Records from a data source
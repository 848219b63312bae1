//! A single scan pass over one rule's source folder.
//!
//! Per candidate the order is fixed: blacklist, in-flight claim, eligibility
//! gate, rule match, ledger begin, move, ledger outcome. Any unexpected
//! per-file failure is logged and the pass continues with the next
//! candidate; one bad file never aborts a scan.

use crate::events::{Event, EventKind, NotificationSink, Severity};
use crate::fsops::{FileMover, MoveOutcome};
use crate::ledger::{LedgerError, TransferLedger, TransferStatus};
use crate::rules::{match_rule, CollisionPolicy, RuleSet, RuleSpec};
use crate::scan::{CandidateFile, Eligibility, EligibilityGate};
use chrono::Utc;
use tokio::sync::watch;
use walkdir::WalkDir;

/// Counters reported after one pass.
#[derive(Debug, Default, Clone, PartialEq, Eq)]
pub struct ScanOutcome {
    pub considered: usize,
    pub moved: usize,
    pub skipped: usize,
    pub failed: usize,
}

/// Scan `rule`'s source folder once.
///
/// `stop` is the cooperative cancellation checkpoint, consulted between
/// files only; a ledger transition in progress always completes.
pub fn scan_rule(
    rule: &RuleSpec,
    rule_set: &RuleSet,
    ledger: &TransferLedger,
    mover: &dyn FileMover,
    sink: &dyn NotificationSink,
    stop: Option<&watch::Receiver<bool>>,
) -> ScanOutcome {
    let mut outcome = ScanOutcome::default();

    let entries = WalkDir::new(&rule.source)
        .min_depth(1)
        .max_depth(1)
        .into_iter()
        .filter_map(Result::ok)
        .filter(|e| e.file_type().is_file());

    for entry in entries {
        if stop.map(|rx| *rx.borrow()).unwrap_or(false) {
            tracing::debug!(rule = %rule.name, "scan cancelled between files");
            break;
        }

        outcome.considered += 1;
        let path = entry.path();

        // Cheapest exclusion first: blacklisted files never pay for a probe.
        if ledger.is_blacklisted(path) {
            outcome.skipped += 1;
            continue;
        }
        if ledger.is_in_flight(path) {
            outcome.skipped += 1;
            continue;
        }

        let eligibility = EligibilityGate::check(path);
        if let Eligibility::Ineligible(reason) = eligibility {
            sink.emit(Event::new(
                Severity::Debug,
                EventKind::EligibilityDecision {
                    path: path.to_path_buf(),
                    eligible: false,
                    reason: Some(reason),
                },
            ));
            outcome.skipped += 1;
            continue;
        }
        sink.emit(Event::new(
            Severity::Debug,
            EventKind::EligibilityDecision {
                path: path.to_path_buf(),
                eligible: true,
                reason: None,
            },
        ));

        let candidate = match CandidateFile::from_path(path) {
            Ok(c) => c,
            Err(e) => {
                // Equivalent to Inaccessible: transient, try again next scan.
                tracing::warn!(
                    path = %path.display(),
                    error = %e,
                    "failed to read candidate metadata; skipping"
                );
                outcome.skipped += 1;
                continue;
            }
        };

        let now = Utc::now();
        let owner = match_rule(&candidate, rule_set, now);

        let relevant_to_this_rule = owner.map_or(true, |o| o.name == rule.name);
        if let (Some(filter), true) = (&rule.date_filter, relevant_to_this_rule) {
            if extension_claimed_by(rule, &candidate) {
                sink.emit(Event::new(
                    Severity::Debug,
                    EventKind::FilterDecision {
                        path: candidate.path.clone(),
                        rule: rule.name.clone(),
                        filter: filter.to_string(),
                        matched: filter.matches(&candidate, now),
                    },
                ));
            }
        }

        sink.emit(Event::new(
            Severity::Debug,
            EventKind::MatchDecision {
                path: candidate.path.clone(),
                rule: owner.map(|r| r.name.clone()),
            },
        ));

        // Only the owning rule's own scan acts; if another rule owns the
        // file, that rule's scan will pick it up.
        let Some(owner) = owner else {
            outcome.skipped += 1;
            continue;
        };
        if owner.name != rule.name {
            outcome.skipped += 1;
            continue;
        }

        let record = match ledger.begin(&candidate.path, &rule.name, candidate.size) {
            Ok(record) => record,
            Err(LedgerError::Persistence { file, source }) => {
                // Accountability invariant: no durable record, no move.
                sink.emit(Event::new(
                    Severity::Error,
                    EventKind::LedgerTransition {
                        path: file,
                        rule: rule.name.clone(),
                        status: TransferStatus::Failed,
                        attempt_count: 0,
                        error: Some(source.to_string()),
                    },
                ));
                outcome.failed += 1;
                continue;
            }
            Err(_) => {
                outcome.skipped += 1;
                continue;
            }
        };

        sink.emit(Event::new(
            Severity::Debug,
            EventKind::LedgerTransition {
                path: record.file_key.clone(),
                rule: rule.name.clone(),
                status: TransferStatus::InProgress,
                attempt_count: record.attempt_count,
                error: None,
            },
        ));

        let overwrite = rule.on_collision == CollisionPolicy::Overwrite;
        match mover.move_file(&candidate.path, &rule.destination, overwrite) {
            Ok(move_outcome) => {
                let attempt_count = record.attempt_count;
                let path = record.file_key.clone();
                ledger.succeed(record);
                if matches!(move_outcome, MoveOutcome::SkippedExisting(_)) {
                    tracing::info!(
                        path = %path.display(),
                        rule = %rule.name,
                        "destination already exists; collision policy skipped the move"
                    );
                }
                sink.emit(Event::new(
                    Severity::Info,
                    EventKind::LedgerTransition {
                        path,
                        rule: rule.name.clone(),
                        status: TransferStatus::Success,
                        attempt_count,
                        error: None,
                    },
                ));
                outcome.moved += 1;
            }
            Err(e) => {
                let attempt_count = record.attempt_count + 1;
                let path = record.file_key.clone();
                let message = e.to_string();
                let status = ledger.fail(record, &message);
                let severity = match status {
                    TransferStatus::Blacklisted => Severity::Error,
                    _ => Severity::Warn,
                };
                sink.emit(Event::new(
                    severity,
                    EventKind::LedgerTransition {
                        path,
                        rule: rule.name.clone(),
                        status,
                        attempt_count,
                        error: Some(message),
                    },
                ));
                outcome.failed += 1;
            }
        }
    }

    outcome
}

/// Whether `rule` is the one whose extension set claims the candidate.
fn extension_claimed_by(rule: &RuleSpec, candidate: &CandidateFile) -> bool {
    let extension = candidate.extension.as_deref().unwrap_or("");
    rule.extensions.contains(extension)
}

**EXERCISE DESCRIPTION**: Taking the records above, retype every line from the one with "in-flight claim, eligibility" down to the one with "let path = entry.path();", exactly and with nothing else.

**OUTPUT OF THE EXERCISE**:
//! Per candidate the order is fixed: blacklist, in-flight claim, eligibility
//! gate, rule match, ledger begin, move, ledger outcome. Any unexpected
//! per-file failure is logged and the pass continues with the next
//! candidate; one bad file never aborts a scan.

use crate::events::{Event, EventKind, NotificationSink, Severity};
use crate::fsops::{FileMover, MoveOutcome};
use crate::ledger::{LedgerError, TransferLedger, TransferStatus};
use crate::rules::{match_rule, CollisionPolicy, RuleSet, RuleSpec};
use crate::scan::{CandidateFile, Eligibility, EligibilityGate};
use chrono::Utc;
use tokio::sync::watch;
use walkdir::WalkDir;

/// Counters reported after one pass.
#[derive(Debug, Default, Clone, PartialEq, Eq)]
pub struct ScanOutcome {
    pub considered: usize,
    pub moved: usize,
    pub skipped: usize,
    pub failed: usize,
}

/// Scan `rule`'s source folder once.
///
/// `stop` is the cooperative cancellation checkpoint, consulted between
/// files only; a ledger transition in progress always completes.
pub fn scan_rule(
    rule: &RuleSpec,
    rule_set: &RuleSet,
    ledger: &TransferLedger,
    mover: &dyn FileMover,
    sink: &dyn NotificationSink,
    stop: Option<&watch::Receiver<bool>>,
) -> ScanOutcome {
    let mut outcome = ScanOutcome::default();

    let entries = WalkDir::new(&rule.source)
        .min_depth(1)
        .max_depth(1)
        .into_iter()
        .filter_map(Result::ok)
        .filter(|e| e.file_type().is_file());

    for entry in entries {
        if stop.map(|rx| *rx.borrow()).unwrap_or(false) {
            tracing::debug!(rule = %rule.name, "scan cancelled between files");
            break;
        }

        outcome.considered += 1;
        let path = entry.path();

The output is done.